Escape characters are represented as backslashes (\)+ characters in the following three cases:

  1. Because metacharacters have special meaning, they cannot be matched directly. To match them themselves, they need to be preceded by a backslash /\*/.test(‘*’);

  2. \ add non-metacharacters, indicating some special characters that cannot be printed;

model instructions
\ 0 matchingNULcharacter
\t Matches horizontal tabs
\v Matches vertical tabs
\n Matches a newline character
\r Match carriage return
\f Matches the page feed character
\xnn Matches Latin characters. Such as\xOAIs equivalent to\n
\uxxxx matchingUnicodeCharacters. Such as\u2028Matches the line terminator
\cX matchingctrl + X. Such as\cImatchingctrl + I, equivalent to the\t
[\b] matchingBackspace
  1. \If you add any other character, the default is to match this character, that is, a backslash(\)Is ignored/\x/.test('x')  。

Double escape

Because the RegExp constructor takes a string as an argument, characters need to be double-escaped in some cases

var p1 = /\.at/;
/ / equivalent to the
var p2 = new RegExp('\\.at');

var p1 = /name\/age/;
/ / equivalent to the
var p2 = new RegExp('name\\/age');

var p1 = /\w\\hello\\123/;
/ / equivalent to the
var p2 = new RegExp('\\w\\\\hello\\\\123');
Copy the code

It is often recommended to define regees in a literal manner.

Character groups

A character group is a group of characters represented by square brackets that matches one of several characters.

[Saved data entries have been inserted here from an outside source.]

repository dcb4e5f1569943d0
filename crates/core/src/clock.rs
//! Time source abstraction.
//!
//! Anything that buckets by wall-clock time (rate limiting, observation
//! timestamps) takes a `Clock` so tests can pin "now".

use std::sync::Mutex;

use chrono::{DateTime, Duration, Utc};

pub trait Clock: Send + Sync + 'static {
    fn now(&self) -> DateTime<Utc>;
}

/// Real wall clock.
#[derive(Debug, Default, Copy, Clone)]
pub struct SystemClock;

impl Clock for SystemClock {
    fn now(&self) -> DateTime<Utc> {
        Utc::now()
    }
}

/// Manually driven clock for tests.
#[derive(Debug)]
pub struct ManualClock {
    now: Mutex<DateTime<Utc>>,
}

impl ManualClock {
    pub fn new(start: DateTime<Utc>) -> Self {
        Self {
            now: Mutex::new(start),
        }
    }

    pub fn advance(&self, by: Duration) {
        let mut now = self.now.lock().unwrap_or_else(|e| e.into_inner());
        *now += by;
    }
}

impl Clock for ManualClock {
    fn now(&self) -> DateTime<Utc> {
        *self.now.lock().unwrap_or_else(|e| e.into_inner())
    }
}
//! Known retailers and the CSS selectors their product pages expose prices under.

/// Retailer a product page belongs to. Unknown identifiers map to `Generic`.
#[derive(Debug, Clone, Copy, PartialEq, Eq, Hash)]
pub enum Store {
    Amazon,
    MercadoLivre,
    Americanas,
    MagazineLuiza,
    Submarino,
    CasasBahia,
    Generic,
}

const AMAZON: &[&str] = &[
    ".a-price.a-text-price.a-size-medium.apexPriceToPay .a-offscreen",
    "#corePriceDisplay_desktop_feature_div .a-offscreen",
    "#corePrice_feature_div .a-offscreen",
    "#apex_desktop .a-offscreen",
    ".apexPriceToPay .a-offscreen",
    "#price_inside_buybox",
    "#priceblock_dealprice",
    "#priceblock_ourprice",
    "span.a-price .a-offscreen",
    ".a-price-whole",
    ".a-price-range",
    ".a-price",
];

const MERCADO_LIVRE: &[&str] = &[
    ".andes-money-amount__fraction",
    ".price-tag-fraction",
    ".ui-pdp-price__fraction",
    ".andes-money-amount",
];

const B2W: &[&str] = &[
    "[data-testid='price-value']",
    ".price-template__text",
    "[class*='src__Text-sc']",
];

const MAGAZINE_LUIZA: &[&str] = &[
    "[data-testid='price-value']",
    ".price-template__text",
    ".price",
];

/// Tried for every store after its own selectors come up empty.
pub const GENERIC: &[&str] = &[
    "[class*='price']",
    "[id*='price']",
    "[data-price]",
    ".value",
    ".amount",
    "[itemprop='price']",
];

impl Store {
    /// Resolve a registry store identifier such as `MERCADO_LIVRE`.
    ///
    /// Matching ignores case and treats `-` and spaces like `_`.
    pub fn from_hint(hint: &str) -> Self {
        let normalized: String = hint
            .trim()
            .chars()
            .map(|c| match c {
                '-' | ' ' => '_',
                other => other.to_ascii_uppercase(),
            })
            .collect();

        match normalized.as_str() {
            "AMAZON" => Store::Amazon,
            "MERCADO_LIVRE" | "MERCADOLIVRE" => Store::MercadoLivre,
            "AMERICANAS" => Store::Americanas,
            "MAGAZINE_LUIZA" | "MAGALU" => Store::MagazineLuiza,
            "SUBMARINO" => Store::Submarino,
            "CASAS_BAHIA" => Store::CasasBahia,
            _ => Store::Generic,
        }
    }

    /// Store-specific selectors in priority order (empty for `Generic`).
    pub fn selectors(&self) -> &'static [&'static str] {
        match self {
            Store::Amazon => AMAZON,
            Store::MercadoLivre => MERCADO_LIVRE,
            Store::Americanas | Store::Submarino | Store::CasasBahia => B2W,
            Store::MagazineLuiza => MAGAZINE_LUIZA,
            Store::Generic => &[],
        }
    }
}
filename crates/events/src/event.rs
use chrono::{DateTime, Utc};
use serde::{de::DeserializeOwned, Serialize};

/// A pipeline event.
///
/// Events are:
/// - **immutable** (treat them as facts)
/// - **identified** (every instance carries its own `event_id`)
/// - published under a fixed **routing key**
pub trait Event: Clone + core::fmt::Debug + Serialize + DeserializeOwned + Send + Sync + 'static {
    /// Routing key the event is published under (e.g. "price.change.detected").
    fn routing_key(&self) -> &'static str;

    /// Stable event type name (e.g. "PriceChangeEvent").
    fn event_type(&self) -> &'static str;

    fn event_id(&self) -> uuid::Uuid;

    /// When the event occurred (business time).
    fn occurred_at(&self) -> DateTime<Utc>;
}
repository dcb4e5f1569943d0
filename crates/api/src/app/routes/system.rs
use axum::http::StatusCode;

pub async fn health() -> StatusCode {
    StatusCode::OK
}
//! Tracing/logging initialization.
//!
//! `RUST_LOG` selects the filter (default `info`). Output is JSON unless
//! `PRICEWATCH_LOG_FORMAT=pretty`.

use tracing_subscriber::EnvFilter;

pub const LOG_FORMAT_VAR: &str = "PRICEWATCH_LOG_FORMAT";

#[derive(Debug, Clone, Copy, PartialEq, Eq, Default)]
pub enum LogFormat {
    #[default]
    Json,
    Pretty,
}

impl LogFormat {
    /// Unknown values fall back to JSON.
    pub fn parse(raw: Option<&str>) -> Self {
        match raw.map(|v| v.trim().to_ascii_lowercase()) {
            Some(v) if v == "pretty" || v == "text" => LogFormat::Pretty,
            _ => LogFormat::Json,
        }
    }

    pub fn from_env() -> Self {
        Self::parse(std::env::var(LOG_FORMAT_VAR).ok().as_deref())
    }
}

/// Initialize tracing/logging for the process.
///
/// Safe to call multiple times (subsequent calls are no-ops).
pub fn init() {
    init_with(LogFormat::from_env());
}

pub fn init_with(format: LogFormat) {
    let filter = EnvFilter::try_from_default_env()
        .unwrap_or_else(|_| EnvFilter::new("info"));

    let builder = tracing_subscriber::fmt()
        .with_env_filter(filter)
        .with_timer(tracing_subscriber::fmt::time::SystemTime);

    let _ = match format {
        LogFormat::Json => builder.json().with_target(false).try_init(),
        LogFormat::Pretty => builder.pretty().try_init(),
    };
}

#[cfg(test)]
mod tests {
    use super::*;

    #[test]
    fn format_defaults_to_json() {
        assert_eq!(LogFormat::parse(None), LogFormat::Json);
        assert_eq!(LogFormat::parse(Some("json")), LogFormat::Json);
        assert_eq!(LogFormat::parse(Some("bogus")), LogFormat::Json);
        assert_eq!(LogFormat::parse(Some(" Pretty ")), LogFormat::Pretty);
    }

    #[test]
    fn init_twice_is_a_no_op() {
        init_with(LogFormat::Pretty);
        init_with(LogFormat::Json);
        ::tracing::info!("still logging");
    }
}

[0123456789] match0-910A digital [0-9] match0-910The number [A-z] matches26Letters [0-9a-zA-z] Matches uppercase and lowercase letters of digitsCopy the code

Excluded character group

Another type of character group is the exclusion character group, which follows the left square bracket with a stripper ‘^’ representation to match an unlisted character in the current position.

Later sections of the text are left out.